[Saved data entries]
####

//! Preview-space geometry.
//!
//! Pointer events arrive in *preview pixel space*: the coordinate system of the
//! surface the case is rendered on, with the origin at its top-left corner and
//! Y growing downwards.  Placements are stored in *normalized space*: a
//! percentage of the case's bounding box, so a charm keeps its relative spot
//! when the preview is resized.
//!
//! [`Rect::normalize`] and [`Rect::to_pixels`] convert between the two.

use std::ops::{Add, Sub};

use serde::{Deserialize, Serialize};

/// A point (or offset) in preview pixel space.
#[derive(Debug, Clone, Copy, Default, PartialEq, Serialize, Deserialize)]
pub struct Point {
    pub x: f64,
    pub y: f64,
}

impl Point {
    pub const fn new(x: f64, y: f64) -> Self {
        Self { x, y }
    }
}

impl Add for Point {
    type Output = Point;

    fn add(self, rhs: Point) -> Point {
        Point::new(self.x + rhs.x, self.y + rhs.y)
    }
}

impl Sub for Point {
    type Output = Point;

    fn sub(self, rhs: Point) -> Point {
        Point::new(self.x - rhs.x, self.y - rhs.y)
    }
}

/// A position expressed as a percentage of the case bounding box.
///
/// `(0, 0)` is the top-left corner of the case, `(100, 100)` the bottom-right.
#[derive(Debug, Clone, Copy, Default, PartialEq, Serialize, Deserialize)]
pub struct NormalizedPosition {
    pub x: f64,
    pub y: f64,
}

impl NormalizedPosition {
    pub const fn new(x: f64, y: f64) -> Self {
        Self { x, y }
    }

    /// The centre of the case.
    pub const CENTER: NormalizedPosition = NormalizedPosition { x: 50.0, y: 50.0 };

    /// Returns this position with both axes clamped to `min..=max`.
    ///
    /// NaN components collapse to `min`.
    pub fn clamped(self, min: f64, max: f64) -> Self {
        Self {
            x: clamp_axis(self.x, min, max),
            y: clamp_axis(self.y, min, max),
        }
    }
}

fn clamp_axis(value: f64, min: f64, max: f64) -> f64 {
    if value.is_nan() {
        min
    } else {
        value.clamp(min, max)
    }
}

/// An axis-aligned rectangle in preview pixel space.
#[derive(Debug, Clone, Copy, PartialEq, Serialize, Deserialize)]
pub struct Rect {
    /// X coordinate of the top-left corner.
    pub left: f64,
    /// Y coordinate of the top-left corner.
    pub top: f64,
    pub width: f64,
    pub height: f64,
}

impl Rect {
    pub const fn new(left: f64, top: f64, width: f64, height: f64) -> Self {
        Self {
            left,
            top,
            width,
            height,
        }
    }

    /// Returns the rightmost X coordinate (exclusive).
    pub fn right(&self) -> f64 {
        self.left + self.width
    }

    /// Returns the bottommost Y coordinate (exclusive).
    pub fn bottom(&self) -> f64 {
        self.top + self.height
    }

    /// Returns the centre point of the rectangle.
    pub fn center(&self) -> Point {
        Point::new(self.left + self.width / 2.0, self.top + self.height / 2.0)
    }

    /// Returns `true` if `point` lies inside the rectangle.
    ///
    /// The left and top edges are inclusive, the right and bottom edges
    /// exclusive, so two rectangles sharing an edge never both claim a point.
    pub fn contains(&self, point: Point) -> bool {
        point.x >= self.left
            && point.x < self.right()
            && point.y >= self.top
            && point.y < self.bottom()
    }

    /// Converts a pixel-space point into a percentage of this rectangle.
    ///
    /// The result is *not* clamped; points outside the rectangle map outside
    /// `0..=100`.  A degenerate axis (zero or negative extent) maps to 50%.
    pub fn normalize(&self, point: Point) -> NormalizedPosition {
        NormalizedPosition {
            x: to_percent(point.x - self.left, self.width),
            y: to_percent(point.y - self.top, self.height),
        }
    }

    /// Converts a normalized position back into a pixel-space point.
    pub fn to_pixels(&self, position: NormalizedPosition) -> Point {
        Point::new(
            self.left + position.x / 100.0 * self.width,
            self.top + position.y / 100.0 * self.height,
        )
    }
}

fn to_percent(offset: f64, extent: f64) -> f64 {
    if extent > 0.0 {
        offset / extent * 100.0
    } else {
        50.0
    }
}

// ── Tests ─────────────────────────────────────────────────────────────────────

####

TASK GOAL: Could you set down every record exactly as given?

SOLUTION TO THIS EXERCISE:
//! Preview-space geometry.
//!
//! Pointer events arrive in *preview pixel space*: the coordinate system of the
//! surface the case is rendered on, with the origin at its top-left corner and
//! Y growing downwards.  Placements are stored in *normalized space*: a
//! percentage of the case's bounding box, so a charm keeps its relative spot
//! when the preview is resized.
//!
//! [`Rect::normalize`] and [`Rect::to_pixels`] convert between the two.

use std::ops::{Add, Sub};

use serde::{Deserialize, Serialize};

/// A point (or offset) in preview pixel space.
#[derive(Debug, Clone, Copy, Default, PartialEq, Serialize, Deserialize)]
pub struct Point {
    pub x: f64,
    pub y: f64,
}

impl Point {
    pub const fn new(x: f64, y: f64) -> Self {
        Self { x, y }
    }
}

impl Add for Point {
    type Output = Point;

    fn add(self, rhs: Point) -> Point {
        Point::new(self.x + rhs.x, self.y + rhs.y)
    }
}

impl Sub for Point {
    type Output = Point;

    fn sub(self, rhs: Point) -> Point {
        Point::new(self.x - rhs.x, self.y - rhs.y)
    }
}

/// A position expressed as a percentage of the case bounding box.
///
/// `(0, 0)` is the top-left corner of the case, `(100, 100)` the bottom-right.
#[derive(Debug, Clone, Copy, Default, PartialEq, Serialize, Deserialize)]
pub struct NormalizedPosition {
    pub x: f64,
    pub y: f64,
}

impl NormalizedPosition {
    pub const fn new(x: f64, y: f64) -> Self {
        Self { x, y }
    }

    /// The centre of the case.
    pub const CENTER: NormalizedPosition = NormalizedPosition { x: 50.0, y: 50.0 };

    /// Returns this position with both axes clamped to `min..=max`.
    ///
    /// NaN components collapse to `min`.
    pub fn clamped(self, min: f64, max: f64) -> Self {
        Self {
            x: clamp_axis(self.x, min, max),
            y: clamp_axis(self.y, min, max),
        }
    }
}

fn clamp_axis(value: f64, min: f64, max: f64) -> f64 {
    if value.is_nan() {
        min
    } else {
        value.clamp(min, max)
    }
}

/// An axis-aligned rectangle in preview pixel space.
#[derive(Debug, Clone, Copy, PartialEq, Serialize, Deserialize)]
pub struct Rect {
    /// X coordinate of the top-left corner.
    pub left: f64,
    /// Y coordinate of the top-left corner.
    pub top: f64,
    pub width: f64,
    pub height: f64,
}

impl Rect {
    pub const fn new(left: f64, top: f64, width: f64, height: f64) -> Self {
        Self {
            left,
            top,
            width,
            height,
        }
    }

    /// Returns the rightmost X coordinate (exclusive).
    pub fn right(&self) -> f64 {
        self.left + self.width
    }

    /// Returns the bottommost Y coordinate (exclusive).
    pub fn bottom(&self) -> f64 {
        self.top + self.height
    }

    /// Returns the centre point of the rectangle.
    pub fn center(&self) -> Point {
        Point::new(self.left + self.width / 2.0, self.top + self.height / 2.0)
    }

    /// Returns `true` if `point` lies inside the rectangle.
    ///
    /// The left and top edges are inclusive, the right and bottom edges
    /// exclusive, so two rectangles sharing an edge never both claim a point.
    pub fn contains(&self, point: Point) -> bool {
        point.x >= self.left
            && point.x < self.right()
            && point.y >= self.top
            && point.y < self.bottom()
    }

    /// Converts a pixel-space point into a percentage of this rectangle.
    ///
    /// The result is *not* clamped; points outside the rectangle map outside
    /// `0..=100`.  A degenerate axis (zero or negative extent) maps to 50%.
    pub fn normalize(&self, point: Point) -> NormalizedPosition {
        NormalizedPosition {
            x: to_percent(point.x - self.left, self.width),
            y: to_percent(point.y - self.top, self.height),
        }
    }

    /// Converts a normalized position back into a pixel-space point.
    pub fn to_pixels(&self, position: NormalizedPosition) -> Point {
        Point::new(
            self.left + position.x / 100.0 * self.width,
            self.top + position.y / 100.0 * self.height,
        )
    }
}

fn to_percent(offset: f64, extent: f64) -> f64 {
    if extent > 0.0 {
        offset / extent * 100.0
    } else {
        50.0
    }
}

// ── Tests ─────────────────────────────────────────────────────────────────────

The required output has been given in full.